(Saved entries)

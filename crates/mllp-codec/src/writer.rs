use std::io::{ErrorKind, Write};

use bytes::BytesMut;

use crate::codec::{encode_frame, FrameConfig};
use crate::error::{FrameError, Result};

const INITIAL_BUFFER_CAPACITY: usize = 8 * 1024;

/// Writes complete MLLP frames to any `Write` stream.
pub struct FrameWriter<T> {
    inner: T,
    buf: BytesMut,
    config: FrameConfig,
}

impl<T: Write> FrameWriter<T> {
    /// Create a new frame writer with default configuration.
    pub fn new(inner: T) -> Self {
        Self::with_config(inner, FrameConfig::default())
    }

    /// Create a new frame writer with explicit configuration.
    pub fn with_config(inner: T, config: FrameConfig) -> Self {
        Self {
            inner,
            buf: BytesMut::with_capacity(INITIAL_BUFFER_CAPACITY),
            config,
        }
    }

    /// Envelope and write a payload, then flush (blocking).
    pub fn write_frame(&mut self, payload: &[u8]) -> Result<()> {
        if payload.len() > self.config.max_payload_size {
            return Err(FrameError::PayloadTooLarge {
                size: payload.len(),
                max: self.config.max_payload_size,
            });
        }

        self.buf.clear();
        encode_frame(payload, &mut self.buf);

        let mut offset = 0usize;
        while offset < self.buf.len() {
            match self.inner.write(&self.buf[offset..]) {
                Ok(0) => return Err(FrameError::ConnectionClosed),
                Ok(n) => offset += n,
                Err(err) if err.kind() == ErrorKind::Interrupted => continue,
                Err(err) if err.kind() == ErrorKind::WouldBlock => continue,
                Err(err) => return Err(FrameError::Io(err)),
            }
        }

        self.flush()
    }

    /// Flush the underlying stream.
    pub fn flush(&mut self) -> Result<()> {
        loop {
            match self.inner.flush() {
                Ok(()) => return Ok(()),
                Err(err) if err.kind() == ErrorKind::Interrupted => continue,
                Err(err) if err.kind() == ErrorKind::WouldBlock => continue,
                Err(err) => return Err(FrameError::Io(err)),
            }
        }
    }

    /// Borrow the underlying stream.
    pub fn get_ref(&self) -> &T {
        &self.inner
    }

    /// Mutably borrow the underlying stream.
    pub fn get_mut(&mut self) -> &mut T {
        &mut self.inner
    }

    /// Consume the writer and return the inner stream.
    pub fn into_inner(self) -> T {
        self.inner
    }

    /// Current frame writer configuration.
    pub fn config(&self) -> &FrameConfig {
        &self.config
    }
}
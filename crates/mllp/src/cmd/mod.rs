use clap::{Args, Subcommand};
use std::path::PathBuf;

use crate::exit::CliResult;
use crate::output::OutputFormat;

pub mod listen;
pub mod send;
pub mod version;

#[derive(Subcommand, Debug)]
pub enum Command {
    /// Start a listener and print received messages.
    Listen(ListenArgs),
    /// Send a single message and print the acknowledgement.
    Send(SendArgs),
    /// Show version information.
    Version(VersionArgs),
}

pub fn run(command: Command, format: OutputFormat) -> CliResult<i32> {
    match command {
        Command::Listen(args) => listen::run(args, format),
        Command::Send(args) => send::run(args, format),
        Command::Version(args) => version::run(args),
    }
}

#[derive(Args, Debug)]
pub struct ListenArgs {
    /// Address to bind: host:port with optional ?option=value settings.
    pub addr: String,
    /// Exit after receiving N messages.
    #[arg(long)]
    pub count: Option<usize>,
    /// Echo each message back instead of generating acknowledgements.
    #[arg(long)]
    pub echo: bool,
}

#[derive(Args, Debug)]
pub struct SendArgs {
    /// Address to connect to: host:port with optional ?option=value settings.
    pub addr: String,
    /// Message payload as a string. Segment separators may be given as \n.
    #[arg(long, conflicts_with = "file")]
    pub data: Option<String>,
    /// Read the message payload from a file.
    #[arg(long, conflicts_with = "data")]
    pub file: Option<PathBuf>,
    /// Do not wait for an acknowledgement.
    #[arg(long)]
    pub no_wait: bool,
    /// Maximum time to wait for the acknowledgement (e.g. 5s, 500ms).
    #[arg(long, default_value = "5s")]
    pub timeout: String,
}

#[derive(Args, Debug)]
pub struct VersionArgs {
    /// Show extended build provenance.
    #[arg(long)]
    pub extended: bool,
}
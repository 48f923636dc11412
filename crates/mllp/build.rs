fn main() {
    if let Ok(target) = std::env::var("TARGET") {
        println!("cargo:rustc-env=MLLP_BUILD_TARGET={target}");
    }
    println!("cargo:rerun-if-env-changed=TARGET");
}
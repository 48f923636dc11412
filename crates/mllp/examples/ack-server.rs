//! Minimal acknowledging server — accepts connections and auto-acks every
//! message.
//!
//! Run with:
//!   cargo run --example ack-server
//!
//! In another terminal:
//!   cargo run --features cli -- send 127.0.0.1:2575 \
//!     --data 'MSH|^~\&|HIS|RIH|EKG|EKG|||ADT^A01|MSG001|P|2.5'

use std::sync::Arc;
use std::time::Duration;

use mllp::endpoint::{EndpointConfig, HandlerError, Hl7AckGenerator, MllpServer};

fn main() -> Result<(), Box<dyn std::error::Error>> {
    let config = EndpointConfig::parse("127.0.0.1:2575")?;

    let handler = |message: &[u8]| -> Result<Option<Vec<u8>>, HandlerError> {
        eprintln!("Received {} bytes", message.len());
        Ok(None)
    };

    let _server = MllpServer::start(config, Arc::new(handler), Arc::new(Hl7AckGenerator))?;
    eprintln!("Listening on 127.0.0.1:2575");

    // Serve until interrupted; workers run on their own threads.
    loop {
        std::thread::sleep(Duration::from_secs(60));
    }
}
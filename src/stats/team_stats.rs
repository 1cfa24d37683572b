use std::collections::BTreeSet;
use thiserror::Error;
use tracing::warn;

use super::player_stats::shot_percentage;
use crate::models::{Game, GameType, Season, Team};
use crate::period::is_overtime;

/// Record and totals of one team over a set of games.
#[derive(Debug, Clone, Copy, Default, PartialEq)]
pub struct TeamStats {
    pub games_played: u32,
    pub wins: u32,
    pub losses: u32,
    pub ot_wins: u32,
    pub ot_losses: u32,
    /// Games stored with equal goals; counted in totals but in no result column
    pub undecided: u32,
    pub goals_for: u32,
    pub goals_against: u32,
    pub goal_difference: i64,
    pub shots: u32,
    pub turnovers: u32,
    pub hits: u32,
    pub shot_percentage: f64,
}

#[derive(Debug, Clone, Copy, PartialEq, Eq)]
pub enum GameOutcome {
    Win,
    Loss,
    OtWin,
    OtLoss,
}

#[derive(Debug, Clone, PartialEq, Eq, Error)]
pub enum OutcomeError {
    #[error("Game {game_id} ended tied at {goals}")]
    Tied { game_id: String, goals: u32 },

    #[error("Team {team_id} did not play in game {game_id}")]
    NotParticipating { game_id: String, team_id: String },
}

/// Result of a game from one team's point of view.
///
/// The result is an overtime one when the highest period with an action is past
/// regulation. A game without actions counts as decided in regulation. Equal
/// goals are reported as an error instead of being booked as a loss.
pub fn classify_outcome(game: &Game, team_id: &str) -> Result<GameOutcome, OutcomeError> {
    let side = game
        .side_of(team_id)
        .ok_or_else(|| OutcomeError::NotParticipating {
            game_id: game.id.clone(),
            team_id: team_id.to_string(),
        })?;

    let own = game.score_for(side).goals;
    let opponent = game.score_for(side.opponent()).goals;
    if own == opponent {
        return Err(OutcomeError::Tied {
            game_id: game.id.clone(),
            goals: own,
        });
    }

    let overtime = is_overtime(game.highest_period(), game.game_type);
    Ok(match (own > opponent, overtime) {
        (true, false) => GameOutcome::Win,
        (true, true) => GameOutcome::OtWin,
        (false, false) => GameOutcome::Loss,
        (false, true) => GameOutcome::OtLoss,
    })
}

/// Team totals over the games it played in; other games are skipped.
pub fn get_team_stats(team: &Team, games: &[Game]) -> TeamStats {
    let mut stats = TeamStats::default();

    for game in games {
        let Some(side) = game.side_of(&team.id) else {
            continue;
        };
        let own = game.score_for(side);
        let opponent = game.score_for(side.opponent());

        stats.games_played += 1;
        stats.goals_for += own.goals;
        stats.goals_against += opponent.goals;
        stats.shots += own.shots;
        stats.turnovers += own.turnovers;
        stats.hits += own.hits;

        match classify_outcome(game, &team.id) {
            Ok(GameOutcome::Win) => stats.wins += 1,
            Ok(GameOutcome::Loss) => stats.losses += 1,
            Ok(GameOutcome::OtWin) => stats.ot_wins += 1,
            Ok(GameOutcome::OtLoss) => stats.ot_losses += 1,
            Err(e) => {
                warn!("{}; not counted as a win or loss", e);
                stats.undecided += 1;
            }
        }
    }

    stats.goal_difference = i64::from(stats.goals_for) - i64::from(stats.goals_against);
    stats.shot_percentage = shot_percentage(stats.goals_for, stats.shots);
    stats
}

#[derive(Debug, Clone, PartialEq)]
pub struct SeasonStats {
    pub season: Season,
    pub stats: TeamStats,
}

/// Team stats per season, separately for regular-season and playoff games.
/// Seasons are listed most recent first.
#[derive(Debug, Clone, Default, PartialEq)]
pub struct SeasonalBreakdown {
    pub regular: Vec<SeasonStats>,
    pub playoff: Vec<SeasonStats>,
}

impl SeasonalBreakdown {
    pub fn for_type(&self, game_type: GameType) -> &[SeasonStats] {
        match game_type {
            GameType::Regular => &self.regular,
            GameType::Playoff => &self.playoff,
        }
    }
}

pub fn get_seasonal_stats_breakdown(team: &Team, games: &[Game]) -> SeasonalBreakdown {
    let bucket = |game_type: GameType| -> Vec<SeasonStats> {
        let of_type: Vec<Game> = games
            .iter()
            .filter(|g| g.game_type == game_type && g.side_of(&team.id).is_some())
            .cloned()
            .collect();

        let seasons: BTreeSet<&Season> = of_type.iter().map(|g| &g.season).collect();
        seasons
            .into_iter()
            .rev()
            .map(|season| {
                let in_season: Vec<Game> = of_type
                    .iter()
                    .filter(|g| &g.season == season)
                    .cloned()
                    .collect();
                SeasonStats {
                    season: season.clone(),
                    stats: get_team_stats(team, &in_season),
                }
            })
            .collect()
    };

    SeasonalBreakdown {
        regular: bucket(GameType::Regular),
        playoff: bucket(GameType::Playoff),
    }
}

**Work to complete:**
Search the entries for "settings" and show every line that has it.

**Solution for this exercise:**
    /// Address to bind: host:port with optional ?option=value settings.
    /// Address to connect to: host:port with optional ?option=value settings.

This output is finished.